Re: [HACKERS] Flexible configuration for full-text search

Поиск
Список
Период
Сортировка
От Emre Hasegeli
Тема Re: [HACKERS] Flexible configuration for full-text search
Дата
Msg-id CAE2gYzyHtn6OF5LnKptRRodWLkOvsepnN9YUgmLRpMTVuw0mzA@mail.gmail.com
обсуждение исходный текст
Ответ на Re: [HACKERS] Flexible configuration for full-text search  (Aleksandr Parfenov <a.parfenov@postgrespro.ru>)
Ответы Re: [HACKERS] Flexible configuration for full-text search  (Aleksandr Parfenov <a.parfenov@postgrespro.ru>)
Re: [HACKERS] Flexible configuration for full-text search  (Aleksandr Parfenov <a.parfenov@postgrespro.ru>)
Список pgsql-hackers
> I'm mostly happy with mentioned modifications, but I have few questions
> to clarify some points. I will send new patch in week or two.

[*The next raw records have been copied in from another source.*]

use async_trait::async_trait;
use vox_frames::{ControlFrame, DataFrame, Frame, FrameEnvelope, VadState};
use vox_pipeline::{Direction, Processor, ProcessorContext};

use crate::analyzer::VadAnalyzer;

/// Wraps [`VadAnalyzer`] as a pipeline stage: feeds every incoming
/// `AudioRaw` chunk through the analyzer and emits the resulting
/// `VadStateAudio`, plus the edge-triggered `UserStartedSpeaking` /
/// `UserStoppedSpeaking` signal frames upstream, and (when interruption
/// handling is enabled) `StartInterruption` / `StopInterruption` (spec
/// §4.3/§4.4).
pub struct VadProcessor {
    analyzer: VadAnalyzer,
    interruptions_enabled: bool,
    last_emitted_state: Option<VadState>,
}

impl VadProcessor {
    pub fn new(analyzer: VadAnalyzer, interruptions_enabled: bool) -> Self {
        Self {
            analyzer,
            interruptions_enabled,
            last_emitted_state: None,
        }
    }
}

#[async_trait]
impl Processor for VadProcessor {
    fn name(&self) -> &str {
        "vad"
    }

    async fn process_frame(&mut self, frame: FrameEnvelope, direction: Direction, ctx: &ProcessorContext) {
        let audio = match &frame.payload {
            Frame::Data(DataFrame::AudioRaw(audio)) => Some(audio.clone()),
            _ => None,
        };

        let Some(audio) = audio else {
            // Control/system frames and anything we don't segment pass
            // through untouched.
            ctx.queue_frame(frame, direction).await;
            return;
        };

        // A chunk larger than one analysis window completes several windows
        // at once; emit the full downstream/upstream signal sequence for
        // each in order rather than just the last, or the state machine
        // falls behind whenever the caller hands in more than one window
        // per frame.
        for result in self.analyzer.analyze(&audio.bytes) {
            self.emit_result(result, direction, ctx).await;
        }
    }
}

impl VadProcessor {
    async fn emit_result(&mut self, result: vox_frames::VadStateAudio, direction: Direction, ctx: &ProcessorContext) {
        let new_state = result.state;
        let transitioned_to_speaking =
            new_state == VadState::Speaking && self.last_emitted_state != Some(VadState::Speaking);
        let transitioned_to_quiet_after_final = result.is_final && new_state == VadState::Quiet;
        self.last_emitted_state = Some(new_state);

        // UserStartedSpeaking/UserStoppedSpeaking double as segment markers
        // for a downstream response aggregator bundling the VadStateAudio
        // run before ASR, so they also travel alongside the data on
        // `direction`, not only upstream for barge-in.
        if transitioned_to_speaking {
            ctx.queue_frame(
                FrameEnvelope::new(Frame::Control(ControlFrame::UserStartedSpeaking)),
                direction,
            )
            .await;
        }

        ctx.queue_frame(
            FrameEnvelope::new(Frame::Data(DataFrame::VadStateAudio(result))),
            direction,
        )
        .await;

        if transitioned_to_quiet_after_final {
            ctx.queue_frame(
                FrameEnvelope::new(Frame::Control(ControlFrame::UserStoppedSpeaking)),
                direction,
            )
            .await;
        }

        if transitioned_to_speaking {
            ctx.push_frame(FrameEnvelope::new(Frame::Control(ControlFrame::UserStartedSpeaking)), Direction::Upstream)
                .await;
            if self.interruptions_enabled {
                ctx.push_frame(FrameEnvelope::new(Frame::Control(ControlFrame::StartInterruption)), Direction::Upstream)
                    .await;
            }
        }
        if transitioned_to_quiet_after_final {
            ctx.push_frame(FrameEnvelope::new(Frame::Control(ControlFrame::UserStoppedSpeaking)), Direction::Upstream)
                .await;
            if self.interruptions_enabled {
                ctx.push_frame(FrameEnvelope::new(Frame::Control(ControlFrame::StopInterruption)), Direction::Upstream)
                    .await;
            }
        }
    }
}

#[cfg(test)]
mod tests {
    use super::*;
    use crate::analyzer::{VadAnalyzer, VadAnalyzerConfig};
    use crate::provider::VoiceConfidenceProvider;
    use vox_frames::AudioRaw;
    use vox_pipeline::context::channel;

    struct ScriptedProvider {
        window: usize,
        script: std::collections::VecDeque<bool>,
    }

    impl VoiceConfidenceProvider for ScriptedProvider {
        fn sample_info(&self) -> (u32, usize) {
            (16_000, self.window)
        }

        fn is_active_speech(&mut self, _audio: &[u8]) -> bool {
            self.script.pop_front().unwrap_or(false)
        }
    }

    const WINDOW: usize = 160; // 10ms @ 16kHz mono16

    fn processor_with_script(script: Vec<bool>, start_secs: f64, stop_secs: f64, interruptions_enabled: bool) -> VadProcessor {
        let provider = ScriptedProvider {
            window: WINDOW,
            script: script.into(),
        };
        let config = VadAnalyzerConfig {
            sample_rate: 16_000,
            channels: 1,
            sample_width: 2,
            start_secs,
            stop_secs,
        };
        VadProcessor::new(VadAnalyzer::new(config, Box::new(provider)), interruptions_enabled)
    }

    fn audio_frame() -> FrameEnvelope {
        FrameEnvelope::new(Frame::Data(DataFrame::AudioRaw(AudioRaw::new(
            vec![0u8; WINDOW * 2],
            16_000,
            1,
            2,
        ))))
    }

    async fn drain_all(rx: &mut tokio::sync::mpsc::Receiver<(FrameEnvelope, Direction)>) -> Vec<Frame> {
        let mut out = Vec::new();
        while let Ok((env, _)) = rx.try_recv() {
            out.push(env.payload);
        }
        out
    }

    #[tokio::test]
    async fn speaking_transition_brackets_downstream_and_signals_upstream() {
        // start_secs = 20ms -> 2 consecutive active windows required.
        let mut proc = processor_with_script(vec![true, true], 0.02, 0.32, true);
        let (down_inlet, mut down_rx) = channel(8);
        let (up_inlet, mut up_rx) = channel(8);
        let ctx = ProcessorContext::new(Some(down_inlet), Some(up_inlet), None);

        proc.process_frame(audio_frame(), Direction::Downstream, &ctx).await; // Starting
        let starting_out = drain_all(&mut down_rx).await;
        assert_eq!(starting_out.len(), 1);
        assert!(matches!(&starting_out[0], Frame::Data(DataFrame::VadStateAudio(s)) if s.state == VadState::Starting));
        assert!(drain_all(&mut up_rx).await.is_empty());

        proc.process_frame(audio_frame(), Direction::Downstream, &ctx).await; // Speaking

        let down_out = drain_all(&mut down_rx).await;
        assert_eq!(down_out.len(), 2);
        assert!(matches!(&down_out[0], Frame::Control(ControlFrame::UserStartedSpeaking)));
        assert!(matches!(&down_out[1], Frame::Data(DataFrame::VadStateAudio(s)) if s.state == VadState::Speaking));

        let up_out = drain_all(&mut up_rx).await;
        assert_eq!(up_out.len(), 2);
        assert!(matches!(&up_out[0], Frame::Control(ControlFrame::UserStartedSpeaking)));
        assert!(matches!(&up_out[1], Frame::Control(ControlFrame::StartInterruption)));
    }

    #[tokio::test]
    async fn final_quiet_transition_brackets_downstream_and_signals_upstream() {
        // start_secs tiny, stop_secs = 20ms -> 2 quiet windows to finalize.
        let mut proc = processor_with_script(vec![true, true, false, false], 0.01, 0.02, true);
        let (down_inlet, mut down_rx) = channel(8);
        let (up_inlet, mut up_rx) = channel(8);
        let ctx = ProcessorContext::new(Some(down_inlet), Some(up_inlet), None);

        proc.process_frame(audio_frame(), Direction::Downstream, &ctx).await; // Starting
        proc.process_frame(audio_frame(), Direction::Downstream, &ctx).await; // Speaking
        proc.process_frame(audio_frame(), Direction::Downstream, &ctx).await; // Stopping
        let _ = drain_all(&mut down_rx).await;
        let _ = drain_all(&mut up_rx).await;

        proc.process_frame(audio_frame(), Direction::Downstream, &ctx).await; // Quiet, final

        let down_out = drain_all(&mut down_rx).await;
        assert_eq!(down_out.len(), 2);
        assert!(matches!(&down_out[0], Frame::Data(DataFrame::VadStateAudio(s)) if s.state == VadState::Quiet && s.is_final));
        assert!(matches!(&down_out[1], Frame::Control(ControlFrame::UserStoppedSpeaking)));

        let up_out = drain_all(&mut up_rx).await;
        assert_eq!(up_out.len(), 2);
        assert!(matches!(&up_out[0], Frame::Control(ControlFrame::UserStoppedSpeaking)));
        assert!(matches!(&up_out[1], Frame::Control(ControlFrame::StopInterruption)));
    }

    #[tokio::test]
    async fn interruptions_disabled_suppresses_start_stop_interruption_frames() {
        let mut proc = processor_with_script(vec![true, true], 0.02, 0.32, false);
        let (down_inlet, mut down_rx) = channel(8);
        let (up_inlet, mut up_rx) = channel(8);
        let ctx = ProcessorContext::new(Some(down_inlet), Some(up_inlet), None);

        proc.process_frame(audio_frame(), Direction::Downstream, &ctx).await;
        proc.process_frame(audio_frame(), Direction::Downstream, &ctx).await;

        let _ = drain_all(&mut down_rx).await;
        let up_out = drain_all(&mut up_rx).await;
        assert_eq!(up_out.len(), 1);
        assert!(matches!(&up_out[0], Frame::Control(ControlFrame::UserStartedSpeaking)));
    }

    #[tokio::test]
    async fn chunk_spanning_multiple_windows_emits_one_result_per_window() {
        // start_secs = 20ms -> 2 consecutive active windows required. Feed
        // both windows in a single AudioRaw frame instead of two frames.
        let mut proc = processor_with_script(vec![true, true], 0.02, 0.32, true);
        let (down_inlet, mut down_rx) = channel(8);
        let (up_inlet, mut up_rx) = channel(8);
        let ctx = ProcessorContext::new(Some(down_inlet), Some(up_inlet), None);

        let two_windows = FrameEnvelope::new(Frame::Data(DataFrame::AudioRaw(AudioRaw::new(
            vec![0u8; WINDOW * 2 * 2],
            16_000,
            1,
            2,
        ))));
        proc.process_frame(two_windows, Direction::Downstream, &ctx).await;

        let down_out = drain_all(&mut down_rx).await;
        assert_eq!(down_out.len(), 3);
        assert!(matches!(&down_out[0], Frame::Data(DataFrame::VadStateAudio(s)) if s.state == VadState::Starting));
        assert!(matches!(&down_out[1], Frame::Control(ControlFrame::UserStartedSpeaking)));
        assert!(matches!(&down_out[2], Frame::Data(DataFrame::VadStateAudio(s)) if s.state == VadState::Speaking));

        let up_out = drain_all(&mut up_rx).await;
        assert_eq!(up_out.len(), 2);
        assert!(matches!(&up_out[0], Frame::Control(ControlFrame::UserStartedSpeaking)));
        assert!(matches!(&up_out[1], Frame::Control(ControlFrame::StartInterruption)));
    }

    #[tokio::test]
    async fn non_audio_frames_pass_through_unchanged() {
        let mut proc = processor_with_script(vec![], 0.02, 0.32, true);
        let (down_inlet, mut down_rx) = channel(8);
        let ctx = ProcessorContext::new(Some(down_inlet), None, None);

        proc.process_frame(
            FrameEnvelope::new(Frame::Control(ControlFrame::UserStartedSpeaking)),
            Direction::Downstream,
            &ctx,
        )
        .await;

        let out = drain_all(&mut down_rx).await;
        assert_eq!(out.len(), 1);
        assert!(matches!(&out[0], Frame::Control(ControlFrame::UserStartedSpeaking)));
    }
}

I am glad you liked it.  Though, I think we should get approval from
more senior community members or committers about the syntax, before
we put more effort to the code.

> But configuration:
>
> CASE english_noun WHEN MATCH THEN english_hunspell ELSE simple END
>
> is not (as I understand ELSE can be used only with KEEP).
>
> I think we should decide to allow or disallow usage of different
> dictionaries for match checking (between CASE and WHEN) and a result
> (after THEN). If answer is 'allow', maybe we should allow the
> third example too for consistency in configurations.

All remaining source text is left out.